Scandinavian raptor surprise
[Wednesday 22 October 2008]
The easterly winds of the early autumn brought an unprecedented arrival of birds of prey from Scandinavia
to southern and eastern Britain, reveals the British Trust for Ornithology.
In late August and early September there were prolonged easterly winds that brought a host of good birds to
Britain from Scandinavia. Rare and scarce vagrants, as well as commoner migrants, such as Redstarts and Pied
Flycatchers were seen. Most noticeable were Honey Buzzards, reported from many parts of Britain.
Unnoticed among these were an exceptional number of continental Kestrels. During early autumn no fewer than
eight Scandinavian-ringed Kestrels were found along the south and east coasts. All were picked up in poor
condition, and were taken to RSPCA centres and raptor trusts. One was even seen following a tractor in
search of food.
Since the founding of the BTO Ringing Scheme in 1909, there have only been 19 reports of Kestrels from
Norway, 35 from Sweden and 40 from Finland. Kestrels are generally short-distance migrants in Scandinavia,
but this year they have had a fantastic breeding season in both Sweden and Finland. With the population
boosted, perhaps birds were forced to move further than normal.
More were recorded at Swedish Bird Observatories than would normally be expected and the birds arriving
in Britain were presumably trying to continue their migration, but arrived in such poor condition that
this wasn’t possible. These birds weren’t just inexperienced juveniles, as several were more than three
Mark Grantham, Population Biologist at the BTO, commented: “It is only thanks to the keen eyes of birders
and the general public that this arrival came to light. Raptor counts from bird observatories and reports
of ringed birds really help us to pick up these movements. Obviously anyone can contribute by looking out
for rings, and if you’re lucky enough to find one, report it online at www.ring.ac.”
The arrival wasn’t just restricted to Kestrels though, as a Norwegian-ringed Peregrine (now in care) was
found in Norfolk and two Swedish Ospreys were also found in poor condition. One was found dying in Dorset
and another was found with a fractured wing in Norfolk. There have been just 16 previous records of
Swedish-ringed Ospreys in Britain, with one from Norway and three from Finland.
See full details of the birds and their place of origin on this map from the BTO.

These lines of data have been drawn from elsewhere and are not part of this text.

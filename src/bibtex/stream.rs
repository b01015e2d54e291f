//! # Streaming BibTeX reader (§4.B "Streaming")
//! Parses a BibTeX document incrementally from a [`std::io::Read`] source without buffering the
//! whole file: input is read in chunks into a growing line buffer, and each time a balanced
//! top-level unit (`@word{...}` or `@word(...)`) is fully present, it is sliced out, parsed on
//! its own with [`crate::bibtex::parser::parse_str`], and the buffer is drained up to that
//! point. Memory use is bounded by the largest single entry in the document, not by the
//! document's total size.
use std::io::{self, BufRead};

use crate::bibtex::parser::{parse_str, ParseOutcome};
use crate::entry::KeyedEntry;
use crate::error::BibtexError;

/// Find the next complete top-level unit in `buf`, starting at or after `from`. Returns the
/// byte range `[start, end)` of the unit (including its leading `@` and trailing delimiter) if
/// one is fully buffered, or `None` if the buffer needs more data.
fn next_unit(buf: &str, from: usize) -> Option<(usize, usize)> {
    let bytes = buf.as_bytes();
    let mut i = from;
    let start = loop {
        if i >= bytes.len() {
            return None;
        }
        if bytes[i] == b'@' {
            break i;
        }
        i += 1;
    };
    // Find the opening delimiter for this command.
    let mut j = start + 1;
    while j < bytes.len() && bytes[j] != b'{' && bytes[j] != b'(' {
        if bytes[j] == b'@' {
            // A bare `@command` with no delimiter (shouldn't occur in valid input); treat the
            // single `@` as its own unit so the caller can advance past it.
            return Some((start, j));
        }
        j += 1;
    }
    if j >= bytes.len() {
        return None; // command name not yet fully buffered
    }
    let opener = bytes[j];
    let closer = if opener == b'{' { b'}' } else { b')' };
    let mut depth: u32 = 0;
    let mut k = j;
    let mut in_quotes = false;
    while k < bytes.len() {
        let c = bytes[k];
        if c == b'"' && depth <= 1 {
            in_quotes = !in_quotes;
        } else if !in_quotes {
            if c == opener {
                depth += 1;
            } else if c == closer {
                depth -= 1;
                if depth == 0 {
                    return Some((start, k + 1));
                }
            }
        }
        k += 1;
    }
    None
}

/// Incrementally parses a BibTeX document from any [`BufRead`] source.
///
/// Each call to [`StreamingParser::next_entry`] returns the next parsed entry, or `None` once
/// the source is exhausted. Diagnostics raised while parsing an individual unit are returned
/// alongside it rather than deferred, since there is no final "whole-document" outcome to
/// attach them to.
pub struct StreamingParser<R> {
    reader: R,
    buf: String,
    pos: usize,
    eof: bool,
    pending: std::collections::VecDeque<Result<KeyedEntry, BibtexError>>,
}

impl<R: BufRead> StreamingParser<R> {
    pub fn new(reader: R) -> Self {
        Self {
            reader,
            buf: String::new(),
            pos: 0,
            eof: false,
            pending: std::collections::VecDeque::new(),
        }
    }

    fn fill(&mut self) -> io::Result<bool> {
        if self.eof {
            return Ok(false);
        }
        let mut line = String::new();
        let n = self.reader.read_line(&mut line)?;
        if n == 0 {
            self.eof = true;
            return Ok(false);
        }
        self.buf.push_str(&line);
        Ok(true)
    }

    fn drain_consumed(&mut self) {
        if self.pos > 0 {
            self.buf.drain(..self.pos);
            self.pos = 0;
        }
    }

    /// Returns the next parsed entry, or `None` once the source is exhausted. Errors
    /// encountered while parsing a single buffered unit are yielded in place of an entry; the
    /// caller may continue calling this method afterward to resume from the next unit.
    pub fn next_entry(&mut self) -> io::Result<Option<Result<KeyedEntry, BibtexError>>> {
        loop {
            if let Some(item) = self.pending.pop_front() {
                return Ok(Some(item));
            }
            match next_unit(&self.buf, self.pos) {
                Some((start, end)) => {
                    let unit = &self.buf[start..end];
                    let ParseOutcome { entries, errors, .. } = parse_str(unit);
                    self.pos = end;
                    for entry in entries {
                        self.pending.push_back(Ok(entry));
                    }
                    for err in errors {
                        if err.is_error() {
                            self.pending.push_back(Err(err));
                        }
                    }
                    self.drain_consumed();
                    if self.pending.is_empty() {
                        continue;
                    }
                }
                None => {
                    if !self.fill()? {
                        // No more input; whatever remains in the buffer (a trailing comment,
                        // whitespace, or a genuinely truncated unit) is not a complete unit.
                        if !self.buf[self.pos..].trim().is_empty() {
                            let ParseOutcome { entries, errors, .. } =
                                parse_str(&self.buf[self.pos..]);
                            self.pos = self.buf.len();
                            self.drain_consumed();
                            for entry in entries {
                                self.pending.push_back(Ok(entry));
                            }
                            for err in errors {
                                if err.is_error() {
                                    self.pending.push_back(Err(err));
                                }
                            }
                        }
                        if self.pending.is_empty() {
                            return Ok(None);
                        }
                    }
                }
            }
        }
    }
}

#[cfg(test)]
mod tests {
    use super::*;
    use std::io::Cursor;

    #[test]
    fn streams_entries_one_at_a_time() {
        let source = "@article{a, title = {First}}\n@article{b, title = {Second}}\n";
        let mut sp = StreamingParser::new(Cursor::new(source.as_bytes()));
        let first = sp.next_entry().unwrap().unwrap().unwrap();
        assert_eq!(first.key, "a");
        let second = sp.next_entry().unwrap().unwrap().unwrap();
        assert_eq!(second.key, "b");
        assert!(sp.next_entry().unwrap().is_none());
    }

    #[test]
    fn handles_an_entry_spanning_many_reads() {
        let source = "@article{multi,\n  title = {Spread\n  across\n  lines}\n}\n";
        let mut sp = StreamingParser::new(Cursor::new(source.as_bytes()));
        let entry = sp.next_entry().unwrap().unwrap().unwrap();
        assert_eq!(entry.key, "multi");
        assert!(entry.fields.title.as_deref().unwrap().contains("Spread"));
    }

    #[test]
    fn paren_delimited_entries_are_recognized() {
        let source = "@article(p, title = {Paren style})\n";
        let mut sp = StreamingParser::new(Cursor::new(source.as_bytes()));
        let entry = sp.next_entry().unwrap().unwrap().unwrap();
        assert_eq!(entry.key, "p");
    }
}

Comments by NR: it's obviously very good to get information like this so quickly. A few years ago it might have been two years before such information got out into the public domain. The Honey Buzzard component of this article is actually rather small but there seems to be a suggestion that they arrived in late August and early September. While there was some movement then, the major exodus started on 13th September, after the period apparently covered by this article. However, if a Scandinavian-ringed Honey Buzzard had been recorded, then we would all have been very interested. Also it's interesting that the Kestrel were in such poor condition after crossing the North Sea. Why have no Honey Buzzard been recorded in a distressed condition on the east coast? Because of course none has put itself in danger by crossing the North Sea!